***** Material for this exercise *****

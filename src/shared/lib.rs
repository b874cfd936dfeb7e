// Declare modules at the root level
pub mod domain;
pub mod error;
pub mod fanout;
pub mod id_generator;
pub mod resolver;
pub mod store;
pub mod time;
pub mod validators;

// Test utilities module (available in test and integration test builds)
#[cfg(any(test, feature = "test-utils"))]
pub mod test_utils;

// Re-export everything under a shared namespace for external access
pub mod shared {
    pub use super::domain;
    pub use super::error;
    pub use super::fanout;
    pub use super::id_generator;
    pub use super::resolver;
    pub use super::store;
    pub use super::time;
    pub use super::validators;
}

// Also re-export at root for convenience
pub use domain::*;
pub use error::*;
pub use fanout::*;
pub use id_generator::*;
pub use resolver::*;
pub use store::*;
pub use time::*;
pub use validators::*;
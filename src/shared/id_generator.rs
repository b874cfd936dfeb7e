use uuid::Uuid;

/// IdGenerator trait for abstracting device-id assignment.
///
/// A device that registers without supplying its own id gets a server-assigned
/// UUID v4, which it must present on every subsequent check-in.
pub trait IdGenerator: Send + Sync {
    /// Generate a new UUID v4 in hyphenated lowercase format.
    fn uuid_v4(&self) -> String;
}

/// Production implementation of IdGenerator using random UUID generation
#[derive(Debug, Clone, Default)]
pub struct RandomIdGenerator;

impl RandomIdGenerator {
    pub fn new() -> Self {
        Self
    }
}

impl IdGenerator for RandomIdGenerator {
    fn uuid_v4(&self) -> String {
        Uuid::new_v4().to_string()
    }
}

/// Test implementation of IdGenerator returning a fixed sequence of ids.
/// When the sequence is exhausted it wraps around to the beginning.
#[derive(Debug, Clone)]
pub struct FixedIdGenerator {
    ids: Vec<String>,
    index: std::sync::Arc<std::sync::Mutex<usize>>,
}

impl FixedIdGenerator {
    pub fn new(ids: Vec<String>) -> Self {
        Self {
            ids,
            index: std::sync::Arc::new(std::sync::Mutex::new(0)),
        }
    }

    /// Create a FixedIdGenerator that always returns the same id
    pub fn single(id: impl Into<String>) -> Self {
        Self::new(vec![id.into()])
    }
}

impl IdGenerator for FixedIdGenerator {
    fn uuid_v4(&self) -> String {
        let mut index = self.index.lock().unwrap();
        let id = self.ids[*index % self.ids.len()].clone();
        *index += 1;
        id
    }
}
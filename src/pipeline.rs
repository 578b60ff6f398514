use tracing::debug;

use crate::bench::parse_benchmarks;
use crate::config::Config;
use crate::influx::{write_benchmarks, BatchWriter};
use crate::io::determine_inputs;
use crate::util::determine_time;
use crate::Result;

/// Run one import: resolve inputs, parse them, write a single batch.
///
/// Connection settings are validated and the writer is created only after
/// every input parsed, so bad input is reported before a bad URL.
/// Returns the number of points written.
pub async fn run<W, F>(config: &Config, make_writer: F) -> Result<usize>
where
    W: BatchWriter,
    F: FnOnce(&Config) -> Result<W>,
{
    let inputs = determine_inputs(&config.source_name, &config.files)?;
    let now = determine_time(&config.now)?;
    let benchmarks = parse_benchmarks(inputs)?;

    config.validate()?;
    let writer = make_writer(config)?;
    let written = write_benchmarks(&writer, config, &benchmarks, now).await?;
    debug!(points = written, sources = benchmarks.len(), "write complete");
    Ok(written)
}
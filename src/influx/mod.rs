//! InfluxDB module
//!
//! Contains metric point and batch types, line protocol encoding, the
//! HTTP write client and the mapping from benchmark records to points.

pub mod client;
pub mod point;
pub mod points;

// Re-export commonly used types
pub use client::{BatchWriter, HttpClient, HttpConfig};
pub use point::{BatchPoints, BatchPointsConfig, FieldValue, Point, Precision};
pub use points::{benchmark_point, build_batch, record_fields, write_benchmarks};
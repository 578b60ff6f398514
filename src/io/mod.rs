//! Input module
//!
//! Resolves command line paths or standard input into readable
//! benchmark streams.

pub mod input;

pub use input::{determine_inputs, Inputs};
use std::future::Future;

use reqwest::{StatusCode, Url};
use serde::Deserialize;
use tracing::debug;

use super::point::BatchPoints;
use crate::{BenchfluxError, Result};

/// Anything that can persist a full batch in one call
pub trait BatchWriter {
    fn write(&self, batch: &BatchPoints) -> impl Future<Output = Result<()>> + Send;
}

/// Connection settings for [`HttpClient`]
#[derive(Debug, Clone)]
pub struct HttpConfig {
    /// Base URL of the server, e.g. `http://localhost:8086`
    pub addr: String,
    pub user_agent: String,
}

impl HttpConfig {
    pub fn new(addr: impl Into<String>, user_agent: impl Into<String>) -> Self {
        Self {
            addr: addr.into(),
            user_agent: user_agent.into(),
        }
    }
}

/// Error body returned by the `/write` endpoint
#[derive(Debug, Deserialize)]
struct ErrorResponse {
    error: Option<String>,
}

/// InfluxDB 1.x HTTP write client
#[derive(Debug, Clone)]
pub struct HttpClient {
    url: Url,
    client: reqwest::Client,
}

impl HttpClient {
    pub fn new(config: HttpConfig) -> Result<Self> {
        let url = Url::parse(&config.addr).map_err(|e| {
            BenchfluxError::ClientError(format!("invalid URL {}: {}", config.addr, e))
        })?;
        match url.scheme() {
            "http" | "https" => {}
            other => {
                return Err(BenchfluxError::ClientError(format!(
                    "unsupported protocol scheme: {}, your address must start with http:// or https://",
                    other
                )))
            }
        }

        let client = reqwest::Client::builder()
            .user_agent(config.user_agent)
            .build()
            .map_err(|e| BenchfluxError::ClientError(format!("failed to build HTTP client: {}", e)))?;

        Ok(Self { url, client })
    }

    /// Full `/write` URL for a batch, including its query parameters
    pub fn write_url(&self, batch: &BatchPoints) -> Url {
        let mut url = self.url.clone();
        let path = format!("{}/write", url.path().trim_end_matches('/'));
        url.set_path(&path);
        {
            let mut query = url.query_pairs_mut();
            query.append_pair("db", batch.database());
            if !batch.retention_policy().is_empty() {
                query.append_pair("rp", batch.retention_policy());
            }
            query.append_pair("precision", batch.precision().as_str());
        }
        url
    }
}

impl BatchWriter for HttpClient {
    async fn write(&self, batch: &BatchPoints) -> Result<()> {
        let url = self.write_url(batch);
        let body = batch.line_protocol();
        debug!(url = %url, points = batch.len(), bytes = body.len(), "writing batch");

        let response = self.client.post(url).body(body).send().await?;
        let status = response.status();
        if status == StatusCode::OK || status == StatusCode::NO_CONTENT {
            return Ok(());
        }

        let body = response.bytes().await?;
        let message = serde_json::from_slice::<ErrorResponse>(&body)
            .ok()
            .and_then(|r| r.error)
            .filter(|e| !e.is_empty())
            .unwrap_or_else(|| String::from_utf8_lossy(&body).trim().to_string());

        Err(BenchfluxError::WriteError(format!(
            "server responded {}: {}",
            status, message
        )))
    }
}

*****

▶ **Problem description**
Lines with the word "FixedIdGenerator": how many appear in the data? State only the number.

▶ **Completed task**
4